WHAT YOU NEED TO DO
What you return must be every line from the beginning of the data through the line holding "let result: Result<Agent, _>", unchanged.

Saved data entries
*-*-*
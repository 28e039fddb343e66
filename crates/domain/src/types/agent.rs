//! Field agents awaiting approval

use chrono::{DateTime, Utc};
use serde::{Deserialize, Serialize};

/// Approval status of an agent registration
#[derive(Debug, Clone, Copy, PartialEq, Eq, Hash, Serialize, Deserialize)]
#[serde(rename_all = "lowercase")]
pub enum AgentStatus {
    Pending,
    Approved,
    Rejected,
}

impl AgentStatus {
    pub fn as_str(self) -> &'static str {
        match self {
            Self::Pending => "pending",
            Self::Approved => "approved",
            Self::Rejected => "rejected",
        }
    }
}

#[derive(Debug, Clone, PartialEq, Serialize, Deserialize)]
pub struct Agent {
    pub id: String,
    pub full_name: String,
    #[serde(default)]
    pub email: Option<String>,
    #[serde(default)]
    pub phone: Option<String>,
    #[serde(default)]
    pub organization_id: Option<String>,
    #[serde(default)]
    pub organization_name: Option<String>,
    pub status: AgentStatus,
    #[serde(default)]
    pub rejection_reason: Option<String>,
    #[serde(default)]
    pub created_at: Option<DateTime<Utc>>,
}

#[derive(Debug, Clone, Default, PartialEq, Eq, Serialize, Deserialize)]
pub struct AgentFilters {
    #[serde(skip_serializing_if = "Option::is_none")]
    pub status: Option<AgentStatus>,
    #[serde(skip_serializing_if = "Option::is_none")]
    pub search: Option<String>,
}

/// Body of an approve/reject call
#[derive(Debug, Clone, PartialEq, Eq, Serialize, Deserialize)]
#[serde(tag = "decision", rename_all = "lowercase")]
pub enum AgentDecision {
    Approve,
    Reject { reason: String },
}

#[cfg(test)]
mod tests {
    use super::*;

    #[test]
    fn test_unknown_status_is_rejected() {
        let result: Result<Agent, _> = serde_json::from_value(serde_json::json!({
            "id": "a1",
            "full_name": "Ada",
            "status": "suspended"
        }));
        assert!(result.is_err());
    }

    #[test]
    fn test_reject_decision_shape() {
        let json =
            serde_json::to_value(AgentDecision::Reject { reason: "duplicate".into() }).unwrap();
        assert_eq!(json, serde_json::json!({"decision": "reject", "reason": "duplicate"}));
    }
}
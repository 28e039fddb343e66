//! `/sales-advanced`, `/sales` and `/stove-ids` client

use async_trait::async_trait;
use chrono::Utc;
use partnerhub_core::{RequestScope, SalesPort};
use partnerhub_domain::{
    ApiResponse, ExportFormat, ExportPayload, PageRequest, Result, Sale, SaleInput, SalesFilters,
    StoveIdFilters, StoveRecord,
};
use reqwest::Method;
use tracing::{info, instrument};

use super::client::{to_body, ApiClient};
use super::normalize::{normalize_item, normalize_list};
use super::query::QueryParams;

const ADVANCED: &str = "sales-advanced";
const SALES: &str = "sales";
const STOVE_IDS: &str = "stove-ids";

pub struct SalesClient {
    api: ApiClient,
}

impl SalesClient {
    pub fn new(api: ApiClient) -> Self {
        Self { api }
    }
}

/// Download name for an export taken today, e.g. `sales-export-2024-05-01.csv`
pub fn export_file_name(format: ExportFormat) -> String {
    format!("sales-export-{}.{}", Utc::now().format("%Y-%m-%d"), format.as_str())
}

#[async_trait]
impl SalesPort for SalesClient {
    #[instrument(skip(self, filters, scope), fields(page = page.page, limit = page.limit))]
    async fn list_advanced(
        &self,
        filters: &SalesFilters,
        page: PageRequest,
        scope: &RequestScope,
    ) -> Result<ApiResponse<Sale>> {
        let query = QueryParams::from_filters(filters)?.with_page(page);
        let url = self.api.endpoint_with_query(&[ADVANCED], &query)?;
        normalize_list(self.api.get_json(url, scope).await?)
    }

    async fn get(&self, id: &str, scope: &RequestScope) -> Result<Sale> {
        let url = self.api.endpoint(&[SALES, id])?;
        self.api.get_item(url, scope).await
    }

    #[instrument(skip(self, input, scope), fields(organization_id = %input.organization_id))]
    async fn create(&self, input: &SaleInput, scope: &RequestScope) -> Result<Sale> {
        let url = self.api.endpoint(&[SALES])?;
        let sale: Sale =
            normalize_item(self.api.send_json(Method::POST, url, to_body(input)?, scope).await?)?;
        info!(sale_id = %sale.id, quantity = sale.quantity, "sale recorded");
        Ok(sale)
    }

    /// Same filters as the listing plus `format`; the body is returned as-is
    #[instrument(skip(self, filters, scope), fields(format = format.as_str()))]
    async fn export(
        &self,
        filters: &SalesFilters,
        format: ExportFormat,
        scope: &RequestScope,
    ) -> Result<ExportPayload> {
        let mut query = QueryParams::from_filters(filters)?;
        query.push("format", format.as_str());
        let url = self.api.endpoint_with_query(&[ADVANCED], &query)?;

        let content = self.api.get_raw(url, scope).await?;
        info!(bytes = content.len(), "sales export downloaded");
        Ok(ExportPayload { format, file_name: export_file_name(format), content })
    }

    #[instrument(skip(self, filters, scope), fields(page = page.page, limit = page.limit))]
    async fn list_stove_ids(
        &self,
        filters: &StoveIdFilters,
        page: PageRequest,
        scope: &RequestScope,
    ) -> Result<ApiResponse<StoveRecord>> {
        let query = QueryParams::from_filters(filters)?.with_page(page);
        let url = self.api.endpoint_with_query(&[STOVE_IDS], &query)?;
        normalize_list(self.api.get_json(url, scope).await?)
    }
}
//! Query-string shaping for list endpoints

use partnerhub_domain::{PageRequest, PartnerHubError, Result};
use serde::Serialize;
use serde_json::Value;

/// Ordered query parameters
///
/// Built from a filter struct: null and empty values are dropped, arrays
/// become repeated keys and scalars are stringified.
#[derive(Debug, Clone, Default, PartialEq, Eq)]
pub struct QueryParams {
    pairs: Vec<(String, String)>,
}

impl QueryParams {
    pub fn new() -> Self {
        Self::default()
    }

    /// # Errors
    /// `InvalidInput` if `filters` does not serialize to an object
    pub fn from_filters<F: Serialize + ?Sized>(filters: &F) -> Result<Self> {
        let value = serde_json::to_value(filters)
            .map_err(|e| PartnerHubError::InvalidInput(format!("unserializable filters: {e}")))?;

        let mut params = Self::new();
        match value {
            Value::Null => {}
            Value::Object(map) => {
                for (key, value) in map {
                    params.push_value(&key, value);
                }
            }
            other => {
                return Err(PartnerHubError::InvalidInput(format!(
                    "filters must serialize to an object, got {other}"
                )))
            }
        }
        Ok(params)
    }

    /// Append `limit` and `offset` for `page`
    pub fn with_page(mut self, page: PageRequest) -> Self {
        self.push("limit", page.limit.to_string());
        self.push("offset", page.offset().to_string());
        self
    }

    pub fn push(&mut self, key: impl Into<String>, value: impl Into<String>) {
        self.pairs.push((key.into(), value.into()));
    }

    pub fn pairs(&self) -> &[(String, String)] {
        &self.pairs
    }

    /// All values for `key`, in insertion order
    pub fn get_all(&self, key: &str) -> Vec<&str> {
        self.pairs.iter().filter(|(k, _)| k == key).map(|(_, v)| v.as_str()).collect()
    }

    pub fn is_empty(&self) -> bool {
        self.pairs.is_empty()
    }

    fn push_value(&mut self, key: &str, value: Value) {
        match value {
            Value::Array(items) => {
                for item in items {
                    if let Some(scalar) = scalar(item) {
                        self.push(key, scalar);
                    }
                }
            }
            other => {
                if let Some(scalar) = scalar(other) {
                    self.push(key, scalar);
                }
            }
        }
    }
}

fn scalar(value: Value) -> Option<String> {
    match value {
        Value::Null => None,
        Value::String(s) if s.trim().is_empty() => None,
        Value::String(s) => Some(s),
        Value::Bool(b) => Some(b.to_string()),
        Value::Number(n) => Some(n.to_string()),
        nested @ (Value::Array(_) | Value::Object(_)) => Some(nested.to_string()),
    }
}

#[cfg(test)]
mod tests {
    use partnerhub_domain::{OrganizationFilters, SalesFilters};
    use serde_json::json;

    use super::*;

    #[test]
    fn drops_empty_and_null_values() {
        let params = QueryParams::from_filters(&json!({
            "search": "",
            "state": null,
            "branch": "   ",
            "status": "active"
        }))
        .unwrap();

        assert_eq!(params.pairs(), &[("status".to_string(), "active".to_string())]);
    }

    #[test]
    fn arrays_become_repeated_keys() {
        let filters =
            SalesFilters { states: vec!["Lagos".into(), "Oyo".into()], ..Default::default() };
        let params = QueryParams::from_filters(&filters).unwrap();

        assert_eq!(params.get_all("state"), vec!["Lagos", "Oyo"]);
    }

    #[test]
    fn scalars_are_stringified() {
        let params = QueryParams::from_filters(&json!({"active": true, "min": 3})).unwrap();
        assert_eq!(params.get_all("active"), vec!["true"]);
        assert_eq!(params.get_all("min"), vec!["3"]);
    }

    #[test]
    fn page_becomes_limit_and_offset() {
        let filters = OrganizationFilters { search: Some("LAPO".into()), ..Default::default() };
        let params = QueryParams::from_filters(&filters)
            .unwrap()
            .with_page(PageRequest::new(2, 10));

        assert_eq!(params.get_all("search"), vec!["LAPO"]);
        assert_eq!(params.get_all("limit"), vec!["10"]);
        assert_eq!(params.get_all("offset"), vec!["10"]);
    }

    #[test]
    fn non_object_filters_are_rejected() {
        assert!(QueryParams::from_filters(&json!([1, 2])).is_err());
        assert!(QueryParams::from_filters(&()).unwrap().is_empty());
    }
}
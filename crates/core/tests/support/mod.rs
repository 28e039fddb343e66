//! Shared test helpers for `partnerhub-core` integration tests.
//!
//! In-memory ports and a scriptable list source so tests can focus on
//! behaviour instead of boilerplate.

#![allow(dead_code)]

pub mod ports;
pub mod source;

use partnerhub_domain::{Organization, Sale};
use serde_json::json;

pub fn organization(id: &str) -> Organization {
    serde_json::from_value(json!({ "id": id, "name": format!("Partner {id}") }))
        .expect("organization fixture")
}

pub fn sale(id: &str, state: &str, quantity: u32) -> Sale {
    serde_json::from_value(json!({
        "id": id,
        "state": state,
        "quantity": quantity,
        "organization_id": "org-1"
    }))
    .expect("sale fixture")
}
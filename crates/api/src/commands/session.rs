//! Session commands
//!
//! Sign-in itself happens in the host's auth flow; these commands hand the
//! resulting session to the token manager and tear it down again.

use partnerhub_common::auth::Session;
use partnerhub_domain::Result;
use partnerhub_infra::to_domain;
use serde::{Deserialize, Serialize};
use tracing::info;

use super::required;
use crate::context::AppContext;
use crate::utils::execute_command;

/// Session handed over by the host after a successful sign-in
#[derive(Clone, Deserialize)]
pub struct SessionGrant {
    pub access_token: String,
    #[serde(default)]
    pub refresh_token: Option<String>,
    /// Seconds until `access_token` expires
    pub expires_in: i64,
    #[serde(default)]
    pub user_id: Option<String>,
}

#[derive(Debug, Clone, PartialEq, Eq, Serialize)]
pub struct SessionStatus {
    pub authenticated: bool,
    #[serde(skip_serializing_if = "Option::is_none")]
    pub expires_in_seconds: Option<i64>,
}

pub async fn sign_in_with_session(ctx: &AppContext, grant: SessionGrant) -> Result<SessionStatus> {
    execute_command("session::sign_in", || async {
        let access_token = required("access token", &grant.access_token)?.to_string();
        let mut session =
            Session::new(access_token, grant.refresh_token.clone(), grant.expires_in);
        if let Some(user_id) = &grant.user_id {
            session = session.with_user_id(user_id.clone());
        }

        ctx.tokens.store_session(session).await.map_err(to_domain)?;
        info!(user_id = grant.user_id.as_deref(), "signed in");
        Ok(session_status(ctx).await)
    })
    .await
}

/// Cancel everything in flight, then drop the session
pub async fn sign_out(ctx: &AppContext) -> Result<()> {
    execute_command("session::sign_out", || async {
        ctx.cancel_in_flight();
        ctx.tokens.clear_session().await.map_err(to_domain)?;
        info!("signed out");
        Ok(())
    })
    .await
}

pub async fn session_status(ctx: &AppContext) -> SessionStatus {
    SessionStatus {
        authenticated: ctx.tokens.is_authenticated().await,
        expires_in_seconds: ctx.tokens.seconds_until_expiry().await,
    }
}
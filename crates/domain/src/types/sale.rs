//! Sales, stove inventory and export types

use chrono::{DateTime, NaiveDate, Utc};
use serde::{Deserialize, Serialize};

use super::null_as_default;

/// Sales transaction as returned by `/sales-advanced`
#[derive(Debug, Clone, PartialEq, Serialize, Deserialize)]
pub struct Sale {
    pub id: String,
    #[serde(default)]
    pub sales_reference: Option<String>,
    /// Date string as entered upstream (`YYYY-MM-DD` or RFC 3339)
    #[serde(default)]
    pub sales_date: Option<String>,
    #[serde(default, alias = "customer")]
    pub customer_name: Option<String>,
    #[serde(default)]
    pub state: Option<String>,
    #[serde(default)]
    pub branch: Option<String>,
    #[serde(default, deserialize_with = "null_as_default")]
    pub quantity: u32,
    #[serde(default, deserialize_with = "null_as_default")]
    pub stove_ids: Vec<String>,
    #[serde(default)]
    pub organization_id: Option<String>,
    #[serde(default)]
    pub partner_name: Option<String>,
    #[serde(default)]
    pub sales_rep: Option<String>,
    #[serde(default)]
    pub status: Option<String>,
    #[serde(default)]
    pub amount: Option<f64>,
    #[serde(default)]
    pub created_at: Option<DateTime<Utc>>,
}

/// Sort direction for sales listings
#[derive(Debug, Clone, Copy, PartialEq, Eq, Serialize, Deserialize)]
#[serde(rename_all = "lowercase")]
pub enum SortOrder {
    Asc,
    Desc,
}

/// Query filters for the advanced sales list
#[derive(Debug, Clone, Default, PartialEq, Eq, Serialize, Deserialize)]
pub struct SalesFilters {
    #[serde(skip_serializing_if = "Option::is_none")]
    pub search: Option<String>,
    /// Sent as repeated `state` parameters
    #[serde(rename = "state", default, skip_serializing_if = "Vec::is_empty")]
    pub states: Vec<String>,
    #[serde(skip_serializing_if = "Option::is_none")]
    pub status: Option<String>,
    #[serde(skip_serializing_if = "Option::is_none")]
    pub organization_id: Option<String>,
    #[serde(skip_serializing_if = "Option::is_none")]
    pub date_from: Option<NaiveDate>,
    #[serde(skip_serializing_if = "Option::is_none")]
    pub date_to: Option<NaiveDate>,
    #[serde(skip_serializing_if = "Option::is_none")]
    pub sort_by: Option<String>,
    #[serde(skip_serializing_if = "Option::is_none")]
    pub sort_order: Option<SortOrder>,
}

/// Body for recording a sale
#[derive(Debug, Clone, Default, PartialEq, Serialize, Deserialize)]
pub struct SaleInput {
    pub organization_id: String,
    pub quantity: u32,
    pub stove_ids: Vec<String>,
    #[serde(skip_serializing_if = "Option::is_none")]
    pub sales_date: Option<NaiveDate>,
    #[serde(skip_serializing_if = "Option::is_none")]
    pub customer_name: Option<String>,
    #[serde(skip_serializing_if = "Option::is_none")]
    pub state: Option<String>,
    #[serde(skip_serializing_if = "Option::is_none")]
    pub branch: Option<String>,
    #[serde(skip_serializing_if = "Option::is_none")]
    pub sales_rep: Option<String>,
    #[serde(skip_serializing_if = "Option::is_none")]
    pub amount: Option<f64>,
}

/// Export formats accepted by the `format` discriminator
#[derive(Debug, Clone, Copy, PartialEq, Eq, Serialize, Deserialize)]
#[serde(rename_all = "lowercase")]
pub enum ExportFormat {
    Csv,
    Xlsx,
    Json,
}

impl ExportFormat {
    pub fn as_str(self) -> &'static str {
        match self {
            Self::Csv => "csv",
            Self::Xlsx => "xlsx",
            Self::Json => "json",
        }
    }
}

/// Raw export body, ready to be written to disk or handed to a download
#[derive(Debug, Clone, PartialEq, Eq)]
pub struct ExportPayload {
    pub format: ExportFormat,
    pub file_name: String,
    pub content: Vec<u8>,
}

/// Stove unit in the inventory (`/stove-ids`)
#[derive(Debug, Clone, PartialEq, Serialize, Deserialize)]
pub struct StoveRecord {
    pub stove_id: String,
    #[serde(default)]
    pub status: Option<String>,
    #[serde(default)]
    pub organization_id: Option<String>,
    #[serde(default)]
    pub partner_name: Option<String>,
    #[serde(default)]
    pub sale_id: Option<String>,
    #[serde(default)]
    pub sold_at: Option<DateTime<Utc>>,
}

/// Query filters for the stove inventory
#[derive(Debug, Clone, Default, PartialEq, Eq, Serialize, Deserialize)]
pub struct StoveIdFilters {
    #[serde(skip_serializing_if = "Option::is_none")]
    pub search: Option<String>,
    #[serde(skip_serializing_if = "Option::is_none")]
    pub status: Option<String>,
    #[serde(skip_serializing_if = "Option::is_none")]
    pub organization_id: Option<String>,
}

/// Per-state aggregate feeding the geographic heatmap
#[derive(Debug, Clone, PartialEq, Serialize, Deserialize)]
pub struct StateSalesPoint {
    pub state: String,
    pub sales_count: u64,
    pub total_quantity: u64,
    /// `total_quantity` scaled to 0..=1 against the busiest state
    pub intensity: f64,
}

/// Dashboard header totals
#[derive(Debug, Clone, Default, PartialEq, Serialize, Deserialize)]
pub struct SalesTotals {
    pub sales_count: u64,
    pub total_quantity: u64,
    pub total_amount: f64,
    pub states_covered: usize,
    pub partners_covered: usize,
}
*-*-*
REPLY TO THE EXERCISE
repository 28e039fddb343e66
filename crates/domain/src/types/agent.rs
//! Field agents awaiting approval

use chrono::{DateTime, Utc};
use serde::{Deserialize, Serialize};

/// Approval status of an agent registration
#[derive(Debug, Clone, Copy, PartialEq, Eq, Hash, Serialize, Deserialize)]
#[serde(rename_all = "lowercase")]
pub enum AgentStatus {
    Pending,
    Approved,
    Rejected,
}

impl AgentStatus {
    pub fn as_str(self) -> &'static str {
        match self {
            Self::Pending => "pending",
            Self::Approved => "approved",
            Self::Rejected => "rejected",
        }
    }
}

#[derive(Debug, Clone, PartialEq, Serialize, Deserialize)]
pub struct Agent {
    pub id: String,
    pub full_name: String,
    #[serde(default)]
    pub email: Option<String>,
    #[serde(default)]
    pub phone: Option<String>,
    #[serde(default)]
    pub organization_id: Option<String>,
    #[serde(default)]
    pub organization_name: Option<String>,
    pub status: AgentStatus,
    #[serde(default)]
    pub rejection_reason: Option<String>,
    #[serde(default)]
    pub created_at: Option<DateTime<Utc>>,
}

#[derive(Debug, Clone, Default, PartialEq, Eq, Serialize, Deserialize)]
pub struct AgentFilters {
    #[serde(skip_serializing_if = "Option::is_none")]
    pub status: Option<AgentStatus>,
    #[serde(skip_serializing_if = "Option::is_none")]
    pub search: Option<String>,
}

/// Body of an approve/reject call
#[derive(Debug, Clone, PartialEq, Eq, Serialize, Deserialize)]
#[serde(tag = "decision", rename_all = "lowercase")]
pub enum AgentDecision {
    Approve,
    Reject { reason: String },
}

#[cfg(test)]
mod tests {
    use super::*;

    #[test]
    fn test_unknown_status_is_rejected() {
        let result: Result<Agent, _> = serde_json::from_value(serde_json::json!({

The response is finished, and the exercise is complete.